SUWANEE - Nearly 10 community members, including civic and church leaders and a state legislator, publicly declared their support Thursday evening for Gwinnett County Public Schools Superintendent J. Alvin Wilbanks.
Wilbanks, who leads the largest and one of the most diverse school systems in the state, recently came under fire after allegations he made an insensitive comment in an August school board meeting.
During a discussion on student discipline, an administrator cited a newspaper report that said in every state except Idaho minority students were disciplined at a rate disproportionate to their population. Wilbanks asked, "Do they have any blacks in Idaho?"
Jorge "J.P." Portalatin, the president of the Gwinnett County branch of the National Association for the Advancement for Colored People, called the comment "biased" and asked Wilbanks to apologize. When the superintendent wouldn't, Portalatin chastised the county's top educator.

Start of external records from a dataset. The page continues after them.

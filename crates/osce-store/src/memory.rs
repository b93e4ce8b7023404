//! In-process stores for tests and throwaway console runs.

use std::collections::HashMap;
use std::sync::Arc;

use parking_lot::{Mutex, RwLock};

use osce_core::case::CaseKnowledge;
use osce_core::ids::{CaseId, SessionId, UserId};
use osce_core::session::{Session, SessionPatch};

use crate::error::StoreError;
use crate::traits::{CaseStore, SessionStore};

#[derive(Default)]
pub struct InMemorySessionStore {
    sessions: Mutex<HashMap<SessionId, Session>>,
}

impl InMemorySessionStore {
    pub fn new() -> Self {
        Self::default()
    }

    pub fn len(&self) -> usize {
        self.sessions.lock().len()
    }

    pub fn is_empty(&self) -> bool {
        self.len() == 0
    }
}

impl SessionStore for InMemorySessionStore {
    fn load(&self, id: &SessionId) -> Result<Option<Session>, StoreError> {
        Ok(self.sessions.lock().get(id).cloned())
    }

    fn create_with_id(
        &self,
        id: &SessionId,
        user_id: &UserId,
        case_id: &CaseId,
    ) -> Result<Session, StoreError> {
        let mut sessions = self.sessions.lock();
        if sessions.contains_key(id) {
            return Err(StoreError::Conflict(format!("session {id} already exists")));
        }
        let session = Session::new(id.clone(), user_id.clone(), case_id.clone());
        sessions.insert(id.clone(), session.clone());
        Ok(session)
    }

    fn find_active(&self, user_id: &UserId, case_id: &CaseId) -> Result<Option<Session>, StoreError> {
        Ok(self
            .sessions
            .lock()
            .values()
            .filter(|s| s.is_active() && &s.user_id == user_id && &s.case_id == case_id)
            .max_by_key(|s| s.last_interaction_at)
            .cloned())
    }

    fn save(&self, id: &SessionId, patch: &SessionPatch) -> Result<(), StoreError> {
        let mut sessions = self.sessions.lock();
        let session = sessions
            .get_mut(id)
            .ok_or_else(|| StoreError::NotFound(format!("session {id}")))?;
        patch.apply(session);
        Ok(())
    }
}

#[derive(Default)]
pub struct InMemoryCaseStore {
    cases: RwLock<HashMap<CaseId, Arc<CaseKnowledge>>>,
}

impl InMemoryCaseStore {
    pub fn new() -> Self {
        Self::default()
    }

    /// Register a case under the id in its metadata.
    pub fn insert(&self, case: CaseKnowledge) -> CaseId {
        let id = CaseId::from_raw(case.case_id());
        self.cases.write().insert(id.clone(), Arc::new(case));
        id
    }
}

impl CaseStore for InMemoryCaseStore {
    fn load(&self, case_id: &CaseId) -> Result<Arc<CaseKnowledge>, StoreError> {
        self.cases
            .read()
            .get(case_id)
            .cloned()
            .ok_or_else(|| StoreError::NotFound(format!("case {case_id}")))
    }

    fn list(&self) -> Result<Vec<CaseId>, StoreError> {
        let mut ids: Vec<CaseId> = self.cases.read().keys().cloned().collect();
        ids.sort();
        Ok(ids)
    }
}

#[cfg(test)]
mod tests {
    use super::*;
    use osce_core::intent::IntentCode;
    use osce_core::session::SessionStatus;

    #[test]
    fn session_lifecycle() {
        let store = InMemorySessionStore::new();
        let user = UserId::anonymous();
        let case = CaseId::from_raw("cp-01");
        let session = store.create(&user, &case).unwrap();
        assert_eq!(store.len(), 1);

        store
            .save(
                &session.id,
                &SessionPatch { reveal: [IntentCode::AskOnset].into(), ..Default::default() },
            )
            .unwrap();
        let loaded = store.load(&session.id).unwrap().unwrap();
        assert!(loaded.revealed_intents.contains(&IntentCode::AskOnset));

        store.archive(&session.id).unwrap();
        assert_eq!(store.load(&session.id).unwrap().unwrap().status, SessionStatus::Archived);
        assert!(store.find_active(&user, &case).unwrap().is_none());
    }

    #[test]
    fn duplicate_id_conflicts() {
        let store = InMemorySessionStore::new();
        let id = SessionId::from_raw("sess_1");
        store.create_with_id(&id, &UserId::anonymous(), &CaseId::from_raw("c")).unwrap();
        assert!(matches!(
            store.create_with_id(&id, &UserId::anonymous(), &CaseId::from_raw("c")),
            Err(StoreError::Conflict(_))
        ));
    }

    #[test]
    fn case_store_lookup() {
        let store = InMemoryCaseStore::new();
        let mut case = CaseKnowledge::default();
        case.case_metadata.case_id = "cp-01".into();
        let id = store.insert(case);

        assert_eq!(store.load(&id).unwrap().case_id(), "cp-01");
        assert!(store.load(&CaseId::from_raw("missing")).unwrap_err().is_not_found());
        assert_eq!(store.list().unwrap(), vec![id]);
    }
}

"It is clear that regardless of his record, Superintendent Wilbanks does not possess the cultural competency required for the changing demographics in Gwinnett County nor our future," Portalatin said in a news release. "Mr. Wilbanks should never have made such offensive remarks. But even more troubling is Mr. Wilbanks' arrogant condescending attitude and lack of remorse.
"It is because of his mindset that I have lost faith in his ability to lead GCPS to the benefit of all children."
Those who spoke at Thursday's school board meeting said it's unfair to characterize Wilbanks based on an off-the-cuff comment. Instead, they said, he should be evaluated on his record of service.
Eron Moore Jr., a member of the United Ebony Society, said it "really is a travesty ... to try to take a man to task for something so trivial."
"The man - I have known him since he started with Gwinnett Tech, and we know that Gwinnett Tech is the No. 1 technical college in the (United States)," Moore said. "And it didn't get that way by accident. It got that way under this man's leadership."
Years ago, there were many barriers minorities faced in Gwinnett County and Georgia, Moore said.
"This man is responsible for breaking down a lot of those barriers in education," Moore said.
Bishop Ron Sailor, the leader of Christ the King Baptist Church in Dacula, said he knows Wilbanks to be an honest and ethical man.
"I know the man and believe him to be a man of great ideal, trustworthiness and equality," Sailor said. "I choose not to be a word police"
State Rep. Melvin Everson, R-Snellville, said the school board knows he is "a man who will tell you how he feels and let the chips fall where they lay."
"I'm shocked and mystified that I'm standing here speaking on behalf of my district," he said.
Gwinnett County Public Schools is a model for other school districts in Georgia, Everson said. Although there is a disparity in the number of minority students who are disciplined, the number of black and Hispanic students sent before disciplinary panels decreased 10.2 percent from the year before.
"Do we have challenges? Yes, we do," Everson said. "Are we working to resolve those challenges? Yes, we are."
Lawrenceville business owner Lanier Levett said his children attend school in Gwinnett County.
"I've had nothing but a great experience with the Gwinnett County school system," he said. "I'm a big supporter of Mr. Wilbanks as well."
Herman Pennamon, who has lived in Gwinnett County since 1987, said he's known Wilbanks for 15 years. When he started the Gwinnett Unity Group, he said Wilbanks offered his support and guidance and asked others in the school district to help in the effort as well.
"Without a doubt in my mind, he's more concerned about the kids than some of our parents," Pennamon said. "I give him my full support."
Wilbanks said he appreciated the comments, adding that he knows with such accolades comes the responsibility of earning that respect.
"I'm not just interested in educating some children," he said. "I'm interested in every child being well educated, as well as building skills they need to be successful."